* [THE PROBLEM]: Tally the lines in the records underneath that contain the string "Config", and state the figure by itself.

* [RECORD SET]:
#[cfg(test)]
mod tests {
    use super::*;
    use crate::auth::{IdentityClient, IdentityError};
    use crate::config::Config;
    use crate::dialogs::NoticeLevel;
    use crate::models::UserRecord;
    use crate::store::ComingSoonStore;
    use async_trait::async_trait;
    use axum_extra::extract::cookie::Cookie;
    use std::time::Duration;

    struct StaticIdentity;

    #[async_trait]
    impl IdentityClient for StaticIdentity {
        async fn me(&self, token: &str) -> Result<UserRecord, IdentityError> {
            if token != "good" {
                return Err(IdentityError::Status(401));
            }
            Ok(UserRecord {
                id: "1".into(),
                name: "alice".into(),
                fullname: "Alice".into(),
                avatar_url: None,
                is_pro: false,
                is_local_use: false,
            })
        }
    }

    fn state() -> Arc<AppState> {
        Arc::new(AppState::new(
            Config::default(),
            Arc::new(StaticIdentity),
            Arc::new(ComingSoonStore::new(Duration::ZERO)),
        ))
    }

    fn signed_in_jar() -> CookieJar {
        CookieJar::new().add(Cookie::new("studio-token", "good"))
    }

    #[tokio::test]
    async fn test_me_reports_identity() {
        let Json(anon) = me(State(state()), CookieJar::new()).await;
        assert!(!anon.is_signed_in());

        let Json(alice) = me(State(state()), signed_in_jar()).await;
        assert_eq!(alice.user.map(|u| u.name), Some("alice".to_string()));

        let bad = CookieJar::new().add(Cookie::new("studio-token", "stale"));
        let Json(failed) = me(State(state()), bad).await;
        assert_eq!(failed.err_code, Some(401));
    }

    #[tokio::test]
    async fn test_index_renders_builder() {
        let Html(page) = index(State(state()), CookieJar::new()).await;
        assert!(page.contains("id=\"preview-frame\""));
        assert!(page.contains("login-save"));
    }

    fn preview_payload(html: &str, prompt: &str) -> Json<PreviewPayload> {
        Json(PreviewPayload { html: html.into(), prompt: prompt.into() })
    }

    #[tokio::test]
    async fn test_preview_rewrites_document() {
        let Html(doc) = preview(State(state()), preview_payload("<body><p>x</p></body>", "")).await;
        assert!(doc.contains("data-studio-navigation"));
        assert!(doc.contains("data-studio-attribution"));
        assert!(doc.ends_with("</body>"));
    }

    #[tokio::test]
    async fn test_preview_updates_feed_history_and_restore() {
        let state = state();
        preview(State(state.clone()), preview_payload("<body><p>one</p></body>", "first")).await;
        preview(State(state.clone()), preview_payload("<body><p>two</p></body>", "second")).await;
        preview(State(state.clone()), preview_payload("<body><p>two</p></body>", "")).await;

        let Json(entries) = history(State(state.clone())).await;
        let prompts: Vec<_> = entries.iter().map(|entry| entry.prompt.as_str()).collect();
        assert_eq!(prompts, vec!["second", "first"]);

        let Json(restored) = restore_history(State(state.clone()), Json(RestorePayload { index: 1 }))
            .await
            .unwrap();
        assert_eq!(restored.html, "<body><p>one</p></body>");
        assert!(restored.srcdoc.contains("data-studio-navigation"));

        let Html(page) = index(State(state.clone()), CookieJar::new()).await;
        assert!(page.contains("&lt;p&gt;one&lt;/p&gt;"));
        assert!(page.contains(r#"<span id="history-count">2</span> edits"#));

        let missing = restore_history(State(state.clone()), Json(RestorePayload { index: 5 })).await;
        assert_eq!(missing.err(), Some(StatusCode::NOT_FOUND));
    }

    #[tokio::test]
    async fn test_reset_device_and_refresh() {
        let state = state();
        preview(State(state.clone()), preview_payload("<body><p>one</p></body>", "first")).await;
        assert_eq!(
            set_device(State(state.clone()), Json(DevicePayload { device: Device::Mobile })).await,
            StatusCode::NO_CONTENT
        );

        let Json(frame) = reset(State(state.clone())).await;
        assert_eq!(frame.html, DEFAULT_HTML);
        assert_eq!(state.workspace().editor.device, Device::Mobile);
        assert_eq!(state.workspace().editor.history.len(), 1);

        let Json(plan) = refresh(State(state.clone())).await;
        assert_eq!(plan[0], FrameStep::Clear);
        assert!(matches!(&plan[1], FrameStep::Assign { srcdoc, .. } if *srcdoc == frame.srcdoc));
    }

    #[tokio::test]
    async fn test_model_route_resolves_auto_provider() {
        let query = RouteQuery { model: "moonshotai/Kimi-K2-Instruct".into(), provider: auto_provider() };
        let Json(resolved) = model_route(Query(query)).await.unwrap();
        assert_eq!(resolved.provider, "groq");
        assert_eq!(resolved.max_tokens, 16_384);

        let query = RouteQuery { model: "moonshotai/Kimi-K2-Instruct".into(), provider: "nebius".into() };
        assert_eq!(model_route(Query(query)).await.err(), Some(StatusCode::NOT_FOUND));
    }

    #[tokio::test]
    async fn test_anonymous_deploy_stashes_edits() {
        let payload = DeployPayload {
            title: "Site".into(),
            html: "<p>edited</p>".into(),
            prompts: vec![],
        };
        let response = create_project(State(state()), CookieJar::new(), Json(payload)).await;
        assert_eq!(response.status(), StatusCode::UNAUTHORIZED);
        assert_eq!(response.login_dialog, Some("login-save"));
        assert_eq!(response.stash.as_deref(), Some("<p>edited</p>"));
    }

    #[tokio::test]
    async fn test_anonymous_deploy_of_starter_page_stashes_nothing() {
        let payload = DeployPayload {
            title: "Site".into(),
            html: DEFAULT_HTML.into(),
            prompts: vec![],
        };
        let response = create_project(State(state()), CookieJar::new(), Json(payload)).await;
        assert_eq!(response.stash, None);
    }

    #[tokio::test]
    async fn test_deploy_without_title_is_rejected() {
        let payload = DeployPayload { title: "  ".into(), html: "<p></p>".into(), prompts: vec![] };
        let response = create_project(State(state()), signed_in_jar(), Json(payload)).await;
        assert_eq!(response.status(), StatusCode::BAD_REQUEST);
    }

    #[tokio::test]
    async fn test_deploy_is_coming_soon() {
        let payload = DeployPayload { title: "Site".into(), html: "<p></p>".into(), prompts: vec![] };
        let response = create_project(State(state()), signed_in_jar(), Json(payload)).await;
        assert_eq!(response.status(), StatusCode::OK);
        match response.outcome {
            DialogOutcome::Settled { notice } => {
                assert_eq!(notice.level, NoticeLevel::Info);
                assert!(notice.message.starts_with("Project deployment coming soon!"));
            }
            other => panic!("unexpected outcome {:?}", other),
        }
    }

    #[tokio::test]
    async fn test_import_validates_url() {
        let payload = ImportPayload { url: "https://example.com/projects/a/b".into() };
        let response = import_project(State(state()), signed_in_jar(), Json(payload)).await;
        assert_eq!(response.status(), StatusCode::BAD_REQUEST);
        match response.outcome {
            DialogOutcome::Invalid { notice } => {
                assert_eq!(notice.message, "Please enter a valid Bond Media Studio project URL.")
            }
            other => panic!("unexpected outcome {:?}", other),
        }

        let payload = ImportPayload { url: "not a url".into() };
        let response = import_project(State(state()), signed_in_jar(), Json(payload)).await;
        assert_eq!(response.status(), StatusCode::BAD_REQUEST);
    }

    #[tokio::test]
    async fn test_import_anonymous_opens_load_prompt() {
        let payload = ImportPayload { url: "https://bondmediastudio.com/projects/a/b".into() };
        let response = import_project(State(state()), CookieJar::new(), Json(payload)).await;
        assert_eq!(response.login_dialog, Some("login-load"));
        assert_eq!(response.stash, None);
    }

    #[tokio::test]
    async fn test_upgrade_is_coming_soon_and_stashes() {
        let response = upgrade(Json(HtmlPayload { html: "<p>mine</p>".into() })).await;
        assert_eq!(response.stash.as_deref(), Some("<p>mine</p>"));
        match response.outcome {
            DialogOutcome::Settled { notice } => assert!(notice.message.starts_with("Subscription coming soon!")),
            other => panic!("unexpected outcome {:?}", other),
        }
    }

    #[tokio::test]
    async fn test_login_stash_skips_starter_page() {
        let Json(response) = login(Json(HtmlPayload { html: DEFAULT_HTML.into() })).await;
        assert_eq!(response.stash, None);
        let Json(response) = login(Json(HtmlPayload { html: "<h1>new</h1>".into() })).await;
        assert_eq!(response.stash.as_deref(), Some("<h1>new</h1>"));
    }

    #[tokio::test]
    async fn test_models_lists_routing_tables() {
        let Json(value) = models().await;
        assert_eq!(value["models"].as_array().map(|m| m.len()), Some(MODELS.len()));
        assert_eq!(value["providers"][0]["id"], "fireworks-ai");
    }
}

* [YOUR SOLUTION]: 2